Eating was hard for me as well. I was so used to feeling sick and nauseous and being full after eating just two bites of a meal. The exercise rule helped. When I exercised, I got hungry, and then I ate. The more days that passed in which food post-exercise did not make me sick, the more the fear started to chip away and I was able to expand my diet from plain pasta and rotisserie chicken to cooking meals I actually wanted to eat and meals that made me feel good. I tried new recipes and allowed myself to feel pleasure and nourishment at the same time.


The exercise rule was a cycle but not a trap. It was a gentle, mindless rhythm that allowed me to carry forward. Unlike the rigid systems I used to live by, this one was self-sustaining and kind.
I gained 10 pounds over the span of five months. I returned back to St. Louis almost unrecognizable. I left as a sickly kid and returned home as a healed one.


This past week I returned to Phoenix for the first time since I drove north out of the city in May of 2021. There are various memories that come to mind as I sit out in the dry heat or when I look down at my feet and see the dirt clinging to my calves and dying my white socks brown. They are fleeting but extremely vivid.
There is something beautiful and uneasy about coming back to a place you used to live. It’s comforting to revisit the places I once called home, but it also means coming to terms with all the people I used to be.
My orange bike still sits in my parents’ garage with dirt encrusted into the tires but I haven’t ridden it since I moved back home to St. Louis in May. I had a natural falling out with Elodie and we haven’t corresponded since August 2022. I often break the exercise cycle I created in Phoenix and always suffer the repercussions.
When I drove by the ASU campus and my old apartment on Wednesday I kept wondering what my life would be like if I transferred to ASU after community college and stayed in Phoenix instead of choosing the University of Tulsa. At the time, I felt as though staying at ASU was the “easy way out” or a “cop-out” because the city had become a place I associated with safety. I believed that if I didn’t uproot myself again, I was weak. Now four years later, I realize that was the complete opposite. Phoenix is so far from my home of St. Louis – in geography, culture, and way of life.

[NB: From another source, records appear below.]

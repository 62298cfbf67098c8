//! The binary only invokes `cli::run()` and turns errors into an exit code.
//! See `cli/mod.rs` for the command line behavior.

mod cli;

fn main() {
    if let Err(e) = cli::run() {
        eprintln!("Error: {}", e);
        std::process::exit(1);
    }
}
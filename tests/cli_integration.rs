use assert_cmd::Command;
use predicates::prelude::*;
use std::path::Path;

fn notecraft(home: &Path) -> Command {
    let mut cmd = Command::cargo_bin("notecraft").unwrap();
    cmd.env("NOTECRAFT_HOME", home)
        .env("NO_COLOR", "1")
        .env_remove("RUST_LOG");
    cmd
}

/// Runs a successful command and returns its stdout.
fn stdout_of(cmd: &mut Command) -> String {
    let output = cmd.assert().success().get_output().stdout.clone();
    String::from_utf8(output).unwrap()
}

/// Matches one id line for `code` and `seq`, whatever the current month is.
fn id_line(code: &str, seq: &str) -> impl Predicate<str> {
    predicate::str::is_match(format!(r"^CRG-{}-\d{{4}}-\d{{2}}-{}\n$", code, seq)).unwrap()
}

#[test]
fn test_id_new_increments_and_current_reuses() {
    let temp_dir = tempfile::tempdir().unwrap();

    let first = stdout_of(notecraft(temp_dir.path()).args(["id", "new", "Equity Research"]));
    assert!(id_line("EQ", "001").eval(&first), "{first}");

    let second = stdout_of(notecraft(temp_dir.path()).args(["id", "new", "eq"]));
    assert!(id_line("EQ", "002").eval(&second), "{second}");

    notecraft(temp_dir.path())
        .args(["id", "current", "Equity Research"])
        .assert()
        .success()
        .stdout(second);

    notecraft(temp_dir.path())
        .args(["id", "counters"])
        .assert()
        .success()
        .stdout(predicate::str::starts_with("EQ").and(predicate::str::contains("   2")));
}

#[test]
fn test_unknown_category_falls_back_with_warning() {
    let temp_dir = tempfile::tempdir().unwrap();

    notecraft(temp_dir.path())
        .args(["id", "new", "Crypto"])
        .assert()
        .success()
        .stdout(id_line("GEN", "001"))
        .stderr(predicate::str::contains("Unknown category 'Crypto'"));
}

#[test]
fn test_id_clear_forgets_session() {
    let temp_dir = tempfile::tempdir().unwrap();

    notecraft(temp_dir.path())
        .args(["id", "new", "Macro Research"])
        .assert()
        .success();

    notecraft(temp_dir.path())
        .args(["id", "show"])
        .assert()
        .success()
        .stdout(id_line("MACRO", "001"));

    notecraft(temp_dir.path())
        .args(["id", "clear"])
        .assert()
        .success();

    notecraft(temp_dir.path())
        .args(["id", "show"])
        .assert()
        .success()
        .stdout(predicate::str::contains("No session id."));
}

#[test]
fn test_segment_reads_stdin() {
    let temp_dir = tempfile::tempdir().unwrap();

    notecraft(temp_dir.path())
        .args(["segment", "paragraphs"])
        .write_stdin("Hello\nworld\n\nSecond para\n")
        .assert()
        .success()
        .stdout("Hello world\nSecond para\n");

    notecraft(temp_dir.path())
        .args(["segment", "bullets", "--preserve-blank-lines"])
        .write_stdin("- one\ntwo\n\n* three")
        .assert()
        .success()
        .stdout("one\ntwo\n\nthree\n");
}

#[test]
fn test_config_blank_lines_applies_to_segment() {
    let temp_dir = tempfile::tempdir().unwrap();

    notecraft(temp_dir.path())
        .args(["config", "blank-lines", "preserve"])
        .assert()
        .success()
        .stdout(predicate::str::contains("blank-lines set to preserve"));

    notecraft(temp_dir.path())
        .args(["segment", "bullets"])
        .write_stdin("- one\n\ntwo")
        .assert()
        .success()
        .stdout("one\n\ntwo\n");

    notecraft(temp_dir.path())
        .args(["segment", "bullets", "--collapse-blank-lines"])
        .write_stdin("- one\n\ntwo")
        .assert()
        .success()
        .stdout("one\ntwo\n");

    notecraft(temp_dir.path())
        .arg("config")
        .assert()
        .success()
        .stdout(predicate::str::contains("id-prefix = CRG"));
}

#[test]
fn test_conflicting_blank_line_flags_are_rejected() {
    let temp_dir = tempfile::tempdir().unwrap();

    notecraft(temp_dir.path())
        .args([
            "segment",
            "bullets",
            "--collapse-blank-lines",
            "--preserve-blank-lines",
        ])
        .write_stdin("x")
        .assert()
        .failure();
}

#[test]
fn test_print_writes_escaped_html_with_embedded_figures() {
    let temp_dir = tempfile::tempdir().unwrap();
    let form_dir = temp_dir.path().join("notes");
    let out_dir = temp_dir.path().join("out");
    std::fs::create_dir_all(form_dir.join("charts")).unwrap();
    std::fs::create_dir_all(&out_dir).unwrap();
    std::fs::write(form_dir.join("charts/brent.png"), b"png").unwrap();

    let form_path = form_dir.join("note.json");
    let out_path = out_dir.join("note.html");
    std::fs::write(
        &form_path,
        r#"{
            "category": "Commodity Insights",
            "title": "Oil <spike>",
            "author": {"last_name": "Doe", "first_name": "Jane", "phone": ""},
            "key_takeaways": "- Supply cut\n- Demand steady",
            "analysis": "Brent rallied\nfor a week.\n\nSpreads widened.",
            "images": ["charts/brent.png", "charts/missing.png"]
        }"#,
    )
    .unwrap();

    notecraft(temp_dir.path())
        .arg("print")
        .arg(&form_path)
        .arg("-o")
        .arg(&out_path)
        .assert()
        .success()
        .stderr(predicate::str::contains("Figure 2 skipped, could not read"));

    let html = std::fs::read_to_string(&out_path).unwrap();
    assert!(html.contains("<h1>Oil &lt;spike&gt;</h1>"));
    assert!(html.contains("<p>Brent rallied for a week.</p>"));
    assert!(html.contains("Figure 1: brent"));
    assert!(html.contains("data:image&#x2f;png;base64,cG5n"));
    assert!(!html.contains("Figure 2: missing"));
    assert!(predicate::str::is_match(r"CRG-COM-\d{4}-\d{2}-001")
        .unwrap()
        .eval(&html));
}

#[test]
fn test_preview_strict_co_authors_warns() {
    let temp_dir = tempfile::tempdir().unwrap();
    let form_path = temp_dir.path().join("note.json");
    std::fs::write(
        &form_path,
        r#"{"title": "Rates", "co_authors": [{"last_name": "Roe"}]}"#,
    )
    .unwrap();

    notecraft(temp_dir.path())
        .arg("preview")
        .arg(&form_path)
        .arg("--strict-co-authors")
        .assert()
        .success()
        .stdout(predicate::str::contains("DOC ID:     —"))
        .stderr(predicate::str::contains("Co-author 1 is missing"));
}

#[test]
fn test_missing_form_fails() {
    let temp_dir = tempfile::tempdir().unwrap();

    notecraft(temp_dir.path())
        .arg("preview")
        .arg(temp_dir.path().join("nope.json"))
        .assert()
        .failure()
        .stderr(predicate::str::starts_with("Error: IO error"));
}
use redblack_tree::prelude::*;

const STEP: usize = 4;

const RED_PAINT: &str = "\x1b[1;31m";
const BLACK_PAINT: &str = "\x1b[1;30m";
const RESET_PAINT: &str = "\x1b[0m";

/// Prints the tree rotated a quarter turn: rightmost key on the first line,
/// one indent step per level, color spelled out next to each key.
pub fn print_tree(tree: &RbTree) {
  if tree.is_empty() {
    println!("(empty tree)");
    return;
  }

  println!();
  println!("Tree structure:");
  tree.walk(|visit| println!("{}", line_for(visit)));
  println!();
}

fn line_for(visit: Visit) -> String {
  let (paint, label) = match visit.color {
    Color::Red => (RED_PAINT, "RED"),
    Color::Black => (BLACK_PAINT, "BLACK"),
  };
  format!(
    "{:indent$}{}({paint}{label}{RESET_PAINT})",
    "",
    visit.key,
    indent = visit.depth * STEP
  )
}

Part of the reason I avoided ASU was because I had not picked Phoenix out for myself. Elodie had pitched the idea and I moved with her. I have always been desperate to carve out a space in the world that felt entirely mine, not one I follow someone else into. I wanted proof that I could build a life on my own terms. But I think out of all the places I’ve lived, Phoenix felt the most like my spiritual home.
In times like these I am extremely hard on myself. I think, “I wish I could go back and do it all over again knowing what I know now.” But in reality, that little girl making the wrong decisions and living different lives is how I know the things that I do now. I may have grown up in the Midwest, gone to school in the south, and the east coast may be the biggest hub for my work industry, but somehow I get the feeling that spring semester wasn’t the last time I will live in Phoenix, Arizona.
Yours truly,
Calihan
A playlist of songs that evoke very vivid memories of biking down the Salt River:
This was lovely. Nobody understands the phrase "you can never go home" until they try it. I've revisited places I've previously lived before and it's nearly impossible to reconcile the modern version of those places with my memories of them. The best part about moving to a random city is we can become whoever we need to be when we get there. The second best part is, we can leave those ghosts behind when we leave. Thanks for sharing your story.
I have memories of places like this, thank you for a trip through yours! Taking a moment to celebrate how far you’ve come is so important and transporting yourself to another time when you were different makes it all more clear.